Герцог Луи Орлеанский валялся на большой кровати под балдахином в обнимку с охотничьей сукой неизвестной мне породы и что-то довольно мурлыкал себе под нос. Вокруг них на смятом покрывале валялось пяток тушек фазанов, на которые собака не обращала никакого внимания. Надо же не обманул Франциск Бретонский — д’Орлеан действительно валялся на шелковом покрывале в заляпанных грязью сапогах. И это третье лицо французской короны!
Закатное солнце разбивало свои лучи в мелких цветных стеклышках витража, окрашивая эту большую комнату в самые феерические цвета. Казалось, что в таком волшебном освещении может случиться любое чудо.
Как, впрочем, и любая пакость, подсказало послезнание.
— Луи, хватит валяться, — прикрикнул герцог Бретонский, едва войдя в помещение. — Я его привел и теперь не время для лени.
Орлеан сел на кровати и помахал мне рукой.
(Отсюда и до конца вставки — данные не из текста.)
//! Tool trait definition

use async_trait::async_trait;
use serde::{Deserialize, Serialize};
use serde_json::Value;

use crate::{Result, ToolSchema, ToolSpec};

/// Result of a tool execution
#[derive(Debug, Clone, Serialize, Deserialize)]
pub struct ToolResult {
    /// Whether the tool execution was successful
    pub success: bool,

    /// The result data (if successful)
    #[serde(skip_serializing_if = "Option::is_none")]
    pub data: Option<Value>,

    /// Error message (if failed)
    #[serde(skip_serializing_if = "Option::is_none")]
    pub error: Option<String>,
}

impl ToolResult {
    /// Create a successful result
    pub fn success(data: Value) -> Self {
        Self {
            success: true,
            data: Some(data),
            error: None,
        }
    }

    /// Create a successful plain-text result
    pub fn text<S: Into<String>>(text: S) -> Self {
        Self::success(Value::String(text.into()))
    }

    /// Create an error result
    pub fn error<S: Into<String>>(message: S) -> Self {
        Self {
            success: false,
            data: None,
            error: Some(message.into()),
        }
    }

    /// Render the result as the text the model will see
    ///
    /// Strings are passed through unchanged; other JSON is serialized.
    pub fn to_content(&self) -> String {
        if !self.success {
            return format!(
                "Error: {}",
                self.error.as_deref().unwrap_or("unknown error")
            );
        }

        match &self.data {
            Some(Value::String(text)) => text.clone(),
            Some(other) => other.to_string(),
            None => String::new(),
        }
    }
}

/// Trait for tools that can be called by agents
///
/// Tools are functions that agents can execute to perform actions
/// or gather information.
#[async_trait]
pub trait Tool: Send + Sync {
    /// Get the tool's unique name
    ///
    /// This is used to identify and call the tool.
    fn name(&self) -> &str;

    /// Get a human-readable description of what the tool does
    ///
    /// This description is included in the model request to help
    /// the model understand when to use the tool.
    fn description(&self) -> &str;

    /// Get the JSON schema for the tool's parameters
    fn parameters_schema(&self) -> ToolSchema;

    /// Execute the tool with already-validated parameters
    async fn execute(&self, params: Value) -> Result<ToolResult>;

    /// Snapshot of name, description and schema
    fn spec(&self) -> ToolSpec {
        ToolSpec {
            name: self.name().to_string(),
            description: self.description().to_string(),
            parameters: self.parameters_schema(),
        }
    }
}

#[cfg(test)]
mod tests {
    use super::*;

    #[test]
    fn test_tool_result_success() {
        let result = ToolResult::success(serde_json::json!({"answer": 42}));
        assert!(result.success);
        assert!(result.error.is_none());
        assert_eq!(result.to_content(), r#"{"answer":42}"#);
    }

    #[test]
    fn test_text_content_is_verbatim() {
        let result = ToolResult::text("line one\nline two");
        assert_eq!(result.to_content(), "line one\nline two");
    }

    #[test]
    fn test_tool_result_error() {
        let result = ToolResult::error("Something went wrong");
        assert!(!result.success);
        assert!(result.data.is_none());
        assert_eq!(result.to_content(), "Error: Something went wrong");
    }
}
Своей растрепанной прической он был похож на хиппи после бразильского карнавала.
— Привет, кузен, я рад наконец-то с тобой познакомиться, — поприветствовал он меня.
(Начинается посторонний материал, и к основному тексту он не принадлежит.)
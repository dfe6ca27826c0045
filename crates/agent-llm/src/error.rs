//! Error types for model backend calls

use std::time::Duration;

use agent_core::AgentError;

/// Result type for model backend operations
pub type Result<T> = std::result::Result<T, LLMError>;

/// Errors raised by a model backend
///
/// Any of these ends the calling agent's loop. The HTTP backend retries
/// the ones [`LLMError::is_retryable`] accepts before giving up.
#[derive(Debug, thiserror::Error)]
pub enum LLMError {
    /// The request never got a response
    #[error("Request to model backend failed: {0}")]
    Http(#[from] reqwest::Error),

    /// The backend answered with a non-success status
    #[error("Model backend returned {status}: {body}")]
    Status { status: u16, body: String },

    #[error("Rate limited by model backend (retry after {0:?}s)")]
    RateLimited(Option<u64>),

    #[error("Model backend timed out")]
    Timeout,

    /// The response did not have the expected shape
    #[error("Unexpected response from model backend: {0}")]
    Parse(String),

    #[error("Invalid backend configuration: {0}")]
    Config(String),

    /// Any other backend failure
    #[error("Model backend error: {0}")]
    Backend(String),

    #[error(transparent)]
    CoreError(#[from] AgentError),
}

impl LLMError {
    pub fn backend<S: Into<String>>(msg: S) -> Self {
        Self::Backend(msg.into())
    }

    pub fn parse<S: Into<String>>(msg: S) -> Self {
        Self::Parse(msg.into())
    }

    pub fn config<S: Into<String>>(msg: S) -> Self {
        Self::Config(msg.into())
    }

    /// Whether sending the same request again may succeed
    ///
    /// Connection failures, rate limiting and server-side statuses are;
    /// timeouts, client errors and malformed responses are not.
    pub fn is_retryable(&self) -> bool {
        match self {
            Self::Http(_) | Self::RateLimited(_) => true,
            Self::Status { status, .. } => *status >= 500,
            _ => false,
        }
    }

    /// Delay the backend asked for before the next attempt
    pub fn retry_after(&self) -> Option<Duration> {
        match self {
            Self::RateLimited(secs) => secs.map(Duration::from_secs),
            _ => None,
        }
    }
}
Теперь я смог его рассмотреть. Лет около двадцати. Русый. Бритый. Интересно, а при повальной европейской моде на бороду это можно рассматривать как знак принадлежности к фронде, или нет? Нос у Людовика был длинный и острый с ярко выраженными ноздрями. Подбородок квадратный, слегка выдающийся вперед, из тех, про которые говорят — волевой. Глаза как бы вдавленные в глазницы и при этом зримо навыкате. Тонкие губы. Цвет глаз в таком освещении под витражами не разобрать. Трудно было представить в этом шалопае одного их выдающихся королей Франции в будущем.
— Я тоже буду рад, дорогой кузен, особенно, если ты в меня не будешь кидаться свинцовыми шарами, — ответил я ему.
— Это когда я в тебя ими кидал? — слегка по-детски обиделся Луи.
— В Плесси-ле-Туре, — ответил я ехидно и с наглой мордой.
— Неправда ваша. Не было меня там. Я был в Амбуазе, — ну, прям уличный хулиган, пойманный за руку, а не герцог. — В Плесси я попал, когда ты уже оттуда сбежал и, крупно поругавшись с Пауком, я последовал за тобой. Вы только представьте себе, мессиры, этот старый пердун — Паук, желает, чтобы его уродка Жанна от меня понесла. И повелевает мне один раз в месяц устраивать свидание с собственной женой в постели.
— Это к делу не относится, — перебил я его. — Хочешь, дери свою Жанну — она твоя жена, в конце концов. Не хочешь — не трогай. Ты лучше скажи: что там с моими людьми? Теми, что прикрывали мой отход?
— А что с ними станется, — с ленцой поведал Орлеан. — Те кто мертв, того отпели и похоронили с дворянскими почестями — все же погибли в бою. А те, кто жив — сидят в башне.
— Кто погиб?
— Насколько мне сказали, то с твоей стороны только твой казначей отдал Богу душу, перед тем заколов двоих и еще троих серьезно ранив. Остальные твои вассалы в разной степени порезанности, но живы все. А вот милый дядюшка недосчитался восьмерых своих любимых гвардейцев из скоттов. И был очень зол.